そして、イベントは会場からの質問タイムへ。実際にHSCの悩みを抱えるお母さんたちの涙ながらの切実な質問に、じっくり耳を傾ける明橋先生。まだまだ知られていないHSCだけに、参考になるアドバイスがあるかもしれません。
「4年生の娘は服へのこだわりが激しく、ずっと同じ服を着たがり、洗濯もいやがり困っています。どう声かけしたら良いでしょうか?」
基本的には無理強いはできないですし、させてくれませんよね。やっぱり「これがいい」とお子さんが主張するのであれば、同じものの繰り返しでも仕方ないと思います。そうしていくことで、娘さんは「親は私の気持ちをわかってくれる、私の感覚を尊重してくれる」ということが確認できて安心し、逆にちょっと試してみる気になることもあるでしょう。いずれ年頃になって、彼氏から何か言われたりでもしたら変わって来るかもしれませんし。

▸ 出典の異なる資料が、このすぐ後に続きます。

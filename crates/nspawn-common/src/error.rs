//! Unified error types for the nspawn driver workspace.
//!
//! Every library crate returns [`NspawnError`]; the CLI wraps it in
//! `anyhow` at the edge.

use std::path::PathBuf;

use thiserror::Error;

/// Top-level error type shared across the workspace.
#[derive(Debug, Error)]
pub enum NspawnError {
    /// An I/O operation failed.
    #[error("I/O error at {path}: {source}")]
    Io {
        /// Path where the I/O error occurred.
        path: PathBuf,
        /// Underlying I/O error.
        source: std::io::Error,
    },

    /// A container configuration violates one of its invariants.
    #[error("invalid {field} {value:?}: {reason}")]
    Validation {
        /// Configuration key that failed validation.
        field: &'static str,
        /// Offending value as configured.
        value: String,
        /// Which rule was violated.
        reason: &'static str,
    },

    /// The argument list could not be rendered.
    #[error("cannot render nspawn arguments: {message}")]
    Render {
        /// Description of the missing input.
        message: String,
    },

    /// A required resource was not found.
    #[error("{kind} not found: {id}")]
    NotFound {
        /// Type of the missing resource.
        kind: &'static str,
        /// Identifier of the missing resource.
        id: String,
    },

    /// The process executor failed to start, wait on, or signal a process.
    #[error("executor error: {message}")]
    Executor {
        /// Description of the executor failure.
        message: String,
    },

    /// A polling operation exceeded its deadline.
    #[error("timed out while {what}: {}", describe_last(.last))]
    Timeout {
        /// Operation that timed out.
        what: String,
        /// Error reported by the last completed attempt, if it failed.
        #[source]
        last: Option<Box<NspawnError>>,
    },

    /// The system management bus reported a failure.
    #[error("bus error: {message}")]
    Bus {
        /// Message returned by the bus or the bus client.
        message: String,
    },

    /// A bus property was missing or had an unexpected type.
    #[error("cannot decode property {field}: expected {expected}")]
    Decode {
        /// Property key.
        field: &'static str,
        /// Expected value shape.
        expected: &'static str,
    },

    /// JSON serialization or deserialization failed.
    #[error("serialization error: {source}")]
    Serialization {
        /// Underlying serialization error.
        #[from]
        source: serde_json::Error,
    },

    /// YAML deserialization failed.
    #[error("yaml error: {source}")]
    Yaml {
        /// Underlying YAML error.
        #[from]
        source: serde_yaml::Error,
    },
}

#[allow(clippy::ref_option)]
fn describe_last(last: &Option<Box<NspawnError>>) -> String {
    last.as_ref()
        .map_or_else(|| "no failed attempt recorded".to_string(), ToString::to_string)
}

/// Convenience alias used throughout the workspace.
pub type Result<T> = std::result::Result<T, NspawnError>;
//! `nspawnctl describe` — Show a registered machine.

use std::time::Duration;

use clap::Args;
use nspawn_common::config::DriverConfig;
use nspawn_machine::poll;
use nspawn_runtime::busctl::BusctlBus;

use crate::output::format_usec;

/// Arguments for the `describe` command.
#[derive(Args, Debug)]
pub struct DescribeArgs {
    /// Machine name.
    pub machine: String,

    /// Seconds to wait for the machine to register.
    #[arg(long)]
    pub timeout: Option<u64>,

    /// Print the descriptor as JSON.
    #[arg(long)]
    pub json: bool,
}

/// Executes the `describe` command.
///
/// # Errors
///
/// Returns an error if the machine does not register in time.
pub async fn execute(args: DescribeArgs, config: &DriverConfig) -> anyhow::Result<()> {
    let timeout = args
        .timeout
        .map_or_else(|| config.describe_timeout(), Duration::from_secs);
    let bus = BusctlBus::new();
    let machine = poll::describe_machine(&bus, &args.machine, timeout).await?;

    if args.json {
        println!("{}", serde_json::to_string_pretty(&machine)?);
        return Ok(());
    }
    println!("{:<12} {}", "NAME", machine.name);
    println!("{:<12} {}", "CLASS", machine.class);
    println!("{:<12} {}", "STATE", machine.state);
    println!("{:<12} {}", "LEADER", machine.leader);
    println!("{:<12} {}", "SERVICE", machine.service);
    println!("{:<12} {}", "UNIT", machine.unit);
    println!("{:<12} {}", "ROOT", machine.root_directory);
    println!("{:<12} {}", "SINCE", format_usec(machine.timestamp));
    Ok(())
}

「娘が保育園に行けなくなってしまい1〜3歳まで毎年園を変わりました。周りからは理解されず、とても苦しい思いをしました。どうやったら周りが理解してくれるようになるでしょう?」
私の患者さんにも何度も転園される方がいますが、その理由は「子ども自身がつらいから」ですね。敏感な子の気持ちに寄り添うと無理強いできず、時に一般には理解できない結果になることもあります。でも、それは決して育て方のせいではないし、親御さんのせいではない。ぜひ覚えておいてほしいのは、親の関わりは子どもの症状の「原因」ではなく「結果」だということです。でも、まだまだ親が原因と考えてしまう人が多く、こうして苦しむ方が多い。今回HSCの本を出せたことはスタートで、これから知識が広がっていくことで救われる親子がたくさんいるということを、社会にもぜひ知ってほしいと思っています。

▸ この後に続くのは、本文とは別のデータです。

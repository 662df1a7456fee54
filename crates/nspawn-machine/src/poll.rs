//! Status polling against the management bus.
//!
//! Two protocols share one shape, a fixed-interval query loop:
//! - descriptor lookup retries until the machine is registered or a
//!   deadline passes;
//! - pull progress follows a transfer until it leaves the active list.
//!
//! Both loops run inside the caller's future. Timers are raced with
//! `tokio::select!`, so the losing timer is dropped with the call and no
//! background task outlives it.

use std::future::Future;
use std::time::Duration;

use nspawn_common::constants::{DESCRIBE_POLL_INTERVAL, TRANSFER_POLL_INTERVAL};
use nspawn_common::error::{NspawnError, Result};
use tokio::time::{Instant, MissedTickBehavior};

use crate::bus::{MachineBus, PullRequest};
use crate::descriptor::MachineDescriptor;

/// Receives pull progress updates.
pub trait ProgressReporter: Send + Sync {
    /// Called with a meaningful progress fraction for `image`.
    fn report(&self, image: &str, progress: f64);
}

/// Reports pull progress as structured log events.
#[derive(Debug, Clone, Copy, Default)]
pub struct TracingReporter;

impl ProgressReporter for TracingReporter {
    fn report(&self, image: &str, progress: f64) {
        tracing::info!(image, progress, "downloading image");
    }
}

/// Queries `query` every `interval` until it succeeds or `timeout` passes.
///
/// The first query runs one interval after the call and always completes,
/// so a timeout carries the outcome of at least one query. Later queries
/// are raced against the deadline and abandoned when it passes.
///
/// # Errors
///
/// Returns [`NspawnError::Timeout`] wrapping the last query error.
pub async fn poll_with_deadline<T, F, Fut>(
    what: &str,
    interval: Duration,
    timeout: Duration,
    mut query: F,
) -> Result<T>
where
    F: FnMut() -> Fut,
    Fut: Future<Output = Result<T>>,
{
    let deadline = Instant::now() + timeout;
    let mut ticker = tokio::time::interval_at(Instant::now() + interval, interval);
    ticker.set_missed_tick_behavior(MissedTickBehavior::Delay);

    let mut last: Option<NspawnError> = None;
    let mut attempts: u32 = 0;
    loop {
        if attempts == 0 {
            let _ = ticker.tick().await;
        } else {
            tokio::select! {
                biased;
                () = tokio::time::sleep_until(deadline) => {
                    return Err(timed_out(what, last));
                }
                _ = ticker.tick() => {}
            }
        }

        attempts += 1;
        let outcome = if attempts == 1 {
            query().await
        } else {
            tokio::select! {
                biased;
                () = tokio::time::sleep_until(deadline) => {
                    return Err(timed_out(what, last));
                }
                res = query() => res,
            }
        };
        match outcome {
            Ok(value) => {
                tracing::debug!(what, attempts, "poll succeeded");
                return Ok(value);
            }
            Err(e) => {
                tracing::trace!(what, attempts, error = %e, "poll attempt failed");
                last = Some(e);
            }
        }
        if Instant::now() >= deadline {
            return Err(timed_out(what, last));
        }
    }
}

fn timed_out(what: &str, last: Option<NspawnError>) -> NspawnError {
    tracing::warn!(what, "poll deadline exceeded");
    NspawnError::Timeout {
        what: what.to_string(),
        last: last.map(Box::new),
    }
}

/// Waits for a machine to register and returns its descriptor.
///
/// # Errors
///
/// Returns [`NspawnError::Timeout`] if the machine never becomes
/// describable within `timeout`, or [`NspawnError::Decode`] if the bus
/// answers with a malformed property set.
pub async fn describe_machine(
    bus: &dyn MachineBus,
    name: &str,
    timeout: Duration,
) -> Result<MachineDescriptor> {
    let what = format!("getting properties of machine {name}");
    let bag = poll_with_deadline(&what, DESCRIBE_POLL_INTERVAL, timeout, || {
        bus.describe_container(name)
    })
    .await?;
    MachineDescriptor::decode(&bag)
}

/// Returns true unless `progress` is one of the "not yet known" sentinels
/// (NaN, an infinity, or the largest finite magnitude).
#[must_use]
#[allow(clippy::float_cmp)]
pub fn is_meaningful_progress(progress: f64) -> bool {
    !(progress.is_nan() || progress.is_infinite() || progress.abs() == f64::MAX)
}

/// Follows a transfer until it disappears from the active list.
///
/// Finished and failed transfers look the same here. A failing list query
/// is logged and ends the watch; it never fails the caller. Returns the
/// number of list queries issued.
pub async fn watch_transfer(
    bus: &dyn MachineBus,
    transfer_id: u32,
    image: &str,
    reporter: &dyn ProgressReporter,
) -> u32 {
    let mut ticker = tokio::time::interval_at(
        Instant::now() + TRANSFER_POLL_INTERVAL,
        TRANSFER_POLL_INTERVAL,
    );
    ticker.set_missed_tick_behavior(MissedTickBehavior::Delay);

    let mut ticks = 0;
    loop {
        let _ = ticker.tick().await;
        ticks += 1;

        let transfers = match bus.list_transfers().await {
            Ok(transfers) => transfers,
            Err(e) => {
                tracing::warn!(image, transfer_id, error = %e, "listing transfers failed");
                return ticks;
            }
        };
        let Some(current) = transfers.iter().find(|t| t.id == transfer_id) else {
            tracing::debug!(image, transfer_id, ticks, "transfer no longer active");
            return ticks;
        };
        if is_meaningful_progress(current.progress) {
            reporter.report(image, current.progress);
        }
    }
}

/// Pulls an image and blocks until the import service finishes with it.
///
/// # Errors
///
/// Returns the bus error if the pull cannot be started. Progress polling
/// never fails.
pub async fn download_image(
    bus: &dyn MachineBus,
    request: &PullRequest,
    reporter: &dyn ProgressReporter,
) -> Result<()> {
    let handle = bus.pull_image(request).await?;
    tracing::info!(
        image = %request.name,
        url = %request.url,
        kind = %request.kind,
        verify = %request.verify,
        transfer_id = handle.id,
        "downloading image"
    );
    let _ = watch_transfer(bus, handle.id, &request.name, reporter).await;
    tracing::info!(image = %request.name, "downloaded image");
    Ok(())
}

「保育園の途中から子どもが不登校で、春に入学した小学校にもまだ行けていません。この先、人との関わりが家族以外にないのが不安です」
いやだという子を無理やり行かせようとすると、「親さえも自分の辛さを理解してくれないのか」となり、いずれ「死にたい」とか「生まれてこなければよかった」と言い出すこともあります。学校は大事ではありますが、死ぬような思いまでして通うところでは決してない。いじめで自殺する子が何人もいますが、その子たちは学校に行かなければ死ななくてもよかった子たちなんです。よく「人と関わることが大事」と言われますが、人に関わることで不幸になるならば別に関わらなくてもいいと思います。仕事にしても、ネットを介して仕事をするスタイルもあれば、トラック運転手だって大半はひとりだし、なにもコミュニケーションができないと仕事ができないわけではない。目の前でお子さんが苦しんでいるのはわかりますよね。ならば親が腹を括って「家にずっといていいよ」と言ってください。そのうち退屈だとか外に行きたいとなるかもしれません。
「娘が典型的なHSSです。彼氏ができたりすると、相手の態度にものすごく動揺して過呼吸を起こしてしまうほどになり、この先が心配です」
敏感なお子さんは対人関係でしんどい思いをすることが多いのですが、生きていく上では避けられないことでもあります。大事なことは、お子さん自身が「上手な気持ちの処理の仕方」を覚えておくこと。ひとつは「境界線」をひくこと。英語では「バウンダリー」といいますが、バウンダリーを学ぶことで、コントロールできるようにもなります。やはりお子さん自身が「自分の課題」としてとらえていくことが大切ですね。
「小6の娘が不登校です。ちょっと行く気になっていても、同じく不登校の子との電話に影響されてやめてしまいます。『境界線』が大事といってもまだ11歳で、どう教えたらいいのか…」
そういう場合は、親は「大丈夫って言ってたのになんで?」と反応するのではなく、「本当は不安だったんだよね」と子どもの気持ちに寄り添ったほうがいいですね。その上でどうするかは、子どもの意思で決めていくことです。「境界線」というと難しいですが、「他人は他人、自分は自分」ということ。「人の気持ちを全部受け止めなくていいんだよ」と話をしていけば、少しずつ理解できるでしょう。なお、この本は小学校高学年なら読めますから、ぜひ読ませてみてください。子どものときからこういうことを知って、自分のことを「肯定」して生きていってもらいたいですから。